Research Roundup: Deep sea crustaceans and cancer treatments, freeze drying organs for later transplantation and more!

Welcome to this week’s Research Roundup. These Friday posts aim to inform our readers about the many stories that relate to animal research each week. Do you have an animal research story we should include in next week’s Research Roundup? You can send it to us via our Facebook page or through the contact form on the website.

• Tissue that has been freeze-dried and then re-hydrated was successfully transplanted for the first time using sheep. The researchers at Leibniz Research Labs for Biotechnology and Artificial Organs in Germany freeze-dried the heart valves of sheep. These can be stored almost indefinitely in airtight containers at room temperature (rather than needing to be kept in cold storage). The tissue was then re-hydrated and transplanted into another sheep. These researchers think that that this process can also easily be applied to other organs. Published in Acta Biomaterialia.

• Cracking the Brain’s Enigma Code. Researchers are working to decode neural signals into movements as a way to advance brain-controlled prosthetic devices. Dr. Eva Dyer wanted to find out if cryptography could be used to decode neural signals into movements. She worked with three monkeys to gather the data needed for her proposed decoder. The monkeys were trained to perform specific actions while their neural activity was measured. The study results showed that the new decoder only required general statistics about movements, versus the very detailed data needed by traditional decoders, and could effectively predict movements. They also found that movement patterns from one monkey was also able to be applied to that of another monkey, which is not currently possible with current decoders. Since movements are often similar across animals and people, Dyers team is hopeful that this may be able to reduce the time and effort involved in collecting meticulously detailed movement data. This study was published in Nature Biomedical Engineering.

• A gene therapy has allowed mice with Type I diabetes to temporarily produce insulin. Insulin is ordinarily created by beta-cells in the pancreas. Scientists at the University of Pittsburgh Medical School used a adeno-associated virus to induce pancreatic alpha cells to produce the insulin. The mice thrived for four months before an immune reaction destroyed those insulin-producing cells. The research was published in Cell Stem Cell.

• Deep sea creatures provide a guiding light in the quest to develop cancer therapies. Researchers use the bioluminescence properties of deep sea shrimp and other crustaceans to develop an inexpensive, effective test to determine cell death when testing immunotherapies. A team of scientists at the Keck University of Southern California Keck School of Medicine treated cancer cells with luciferase, the enzyme responsible for how these species “glow.” When a cell with luciferase cell dies, the enzyme leaks out of the cell causing it to illuminate. This allowed researchers to identify the death of a single cell after treatment with an immunotherapy agent in just thirty minutes. The rapid results and inexpensive test will save time and money leading to expedited treatments for patients. Published in Scientific Reports.

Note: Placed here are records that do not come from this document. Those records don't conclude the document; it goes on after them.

impl SandboxRunner {
    pub fn new(
        automations: Arc<dyn AutomationStore>,
        jobs: Arc<dyn JobStore>,
        bus: Arc<dyn Bus>,
        runtime: Arc<dyn ContainerRuntime>,
        config: &AppConfig,
    ) -> Self {
        Self {
            automations,
            jobs,
            bus,
            runtime,
            api: config.api.clone(),
            sandbox: config.sandbox.clone(),
        }
    }

    /// Run one job request to its terminal phase.
    ///
    /// Preparation failures (unknown automation, blank script) close the job
    /// with an error output and are returned without publishing a result.
    /// Failures after that are reported as a `Failed` result instead.
    pub async fn handle_job(&self, mut msg: JobMsg) -> Result<JobPhase> {
        let job_id = msg.id.clone();
        self.jobs.create_job(Job::requested(&msg)).await?;
        debug!(job_id = %job_id, automation = %msg.automation, phase = %JobPhase::Requested, "Job recorded");

        let automation = match self.prepare(&msg.automation).await {
            Ok(automation) => automation,
            Err(e) => {
                warn!(job_id = %job_id, automation = %msg.automation, error = %e, "Job dropped");
                if let Err(store_err) = self
                    .jobs
                    .complete_job(&job_id, json!({ "error": e.to_string() }))
                    .await
                {
                    error!(job_id = %job_id, error = %store_err, "Failed to close dropped job");
                }
                return Err(e);
            }
        };
        debug!(job_id = %job_id, image = %automation.image, phase = %JobPhase::Prepared, "Automation resolved");

        msg.message
            .secrets
            .insert(SECRET_API_KEY.to_string(), self.api.key.clone());
        msg.message
            .secrets
            .insert(SECRET_API_URL.to_string(), self.api.url.clone());
        let message = serde_json::to_string(&msg.message)?;

        let (output, outcome) = compose_output(self.run_script(&job_id, &automation, message).await);
        let phase = match outcome {
            JobOutcome::Succeeded => JobPhase::Completed,
            JobOutcome::Failed => JobPhase::Failed,
        };
        info!(job_id = %job_id, automation = %automation.id, phase = %phase, "Job finished");

        let result = ResultMsg {
            automation: msg.automation.clone(),
            data: output.clone(),
            target: msg.origin.clone(),
            outcome,
        };
        if let Err(e) = self.bus.publish_result(result) {
            error!(job_id = %job_id, error = %e, "Failed to publish job result");
        }
        if let Err(e) = self.jobs.complete_job(&job_id, output).await {
            error!(job_id = %job_id, error = %e, "Failed to persist job completion");
        }

        Ok(phase)
    }

    async fn prepare(&self, automation_id: &str) -> Result<Automation> {
        let automation = self.automations.get_automation(automation_id).await?;
        if automation.script.trim().is_empty() {
            return Err(CasebookError::EmptyScript(automation_id.to_string()));
        }
        Ok(automation)
    }

    /// Pull, create, run and always force-remove the container.
    async fn run_script(&self, job_id: &str, automation: &Automation, message: String) -> Result<String> {
        let pull_log = self.runtime.pull(&automation.image).await?;

        let container = self
            .runtime
            .create(ContainerSpec {
                image: automation.image.clone(),
                cmd: vec![SCRIPT_PATH.to_string(), message],
                working_dir: self.sandbox.workdir.clone(),
            })
            .await?;

        let result = self
            .run_container(job_id, &container, automation, &pull_log)
            .await;

        if let Err(e) = self.runtime.remove(&container, true).await {
            warn!(job_id, container = %container, error = %e, "Failed to remove container");
        }
        result
    }

    async fn run_container(
        &self,
        job_id: &str,
        container: &str,
        automation: &Automation,
        pull_log: &str,
    ) -> Result<String> {
        self.runtime
            .copy_file(container, SCRIPT_PATH, automation.script.as_bytes(), SCRIPT_MODE)
            .await?;

        if let Err(e) = self.jobs.set_container(job_id, container, pull_log).await {
            warn!(job_id, error = %e, "Failed to record container on job");
        }

        self.runtime.start(container).await?;
        if let Err(e) = self.jobs.set_status(job_id, "running").await {
            warn!(job_id, error = %e, "Failed to update job status");
        }
        debug!(job_id, container, phase = %JobPhase::Running, "Container started");

        let stderr = Arc::new(Mutex::new(String::new()));
        let mut log_task = {
            let runtime = self.runtime.clone();
            let jobs = self.jobs.clone();
            let job_id = job_id.to_string();
            let container = container.to_string();
            let buffer = stderr.clone();
            tokio::spawn(async move {
                let mut logs = runtime.stream_logs(&container);
                while let Some(chunk) = logs.next().await {
                    let chunk = match chunk {
                        Ok(chunk) => chunk,
                        Err(e) => {
                            warn!(job_id = %job_id, error = %e, "Log stream ended with error");
                            break;
                        }
                    };
                    for line in chunk.split_inclusive('\n') {
                        if let Err(e) = jobs.append_log(&job_id, line).await {
                            warn!(job_id = %job_id, error = %e, "Failed to append job log");
                        }
                        if let Ok(mut buffer) = buffer.lock() {
                            buffer.push_str(line);
                        }
                    }
                }
            })
        };

        let timeout = Duration::from_secs(self.sandbox.timeout_secs);
        let code = match tokio::time::timeout(timeout, self.runtime.wait(container)).await {
            Ok(code) => code,
            Err(_) => {
                log_task.abort();
                warn!(job_id, container, timeout_secs = self.sandbox.timeout_secs, "Container timed out");
                return Err(SandboxError::Timeout {
                    timeout_secs: self.sandbox.timeout_secs,
                }
                .into());
            }
        };

        let grace = Duration::from_millis(self.sandbox.log_grace_ms);
        if tokio::time::timeout(grace, &mut log_task).await.is_err() {
            debug!(job_id, "Log stream still open after exit, dropping the tail");
            log_task.abort();
        }

        let code = code?;
        if code != 0 {
            let stderr = stderr.lock().map(|s| s.clone()).unwrap_or_default();
            return Err(SandboxError::NonZeroExit { code, stderr }.into());
        }

        self.runtime.stdout(container).await
    }
}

• Once-a-week pill for HIV shows promise in animals. A team of researchers work with pigs to develop a slow-release mechanism to deliver HIV drugs. Giovanni Traverso, of Massachusetts Institute of Technology and Brigham and Women’s Hospital, said: “We wanted to come up with a system to make it easier for patients to stick to taking their treatments. The mechanism is taken as a regular pill but once it reaches the stomach, a star-shaped device unfolds and begins to slowly release the medication. More studies are needed in other species such as nonhuman primates to confirm its effectiveness and safety. Clinical trials for the mechanism may begin within the year with researchers hopeful to begin clinical trials that include the HIV medication in two years. Preliminary studies are also evaluating its use for other diseases such as malaria. This study was published in Nature Communications.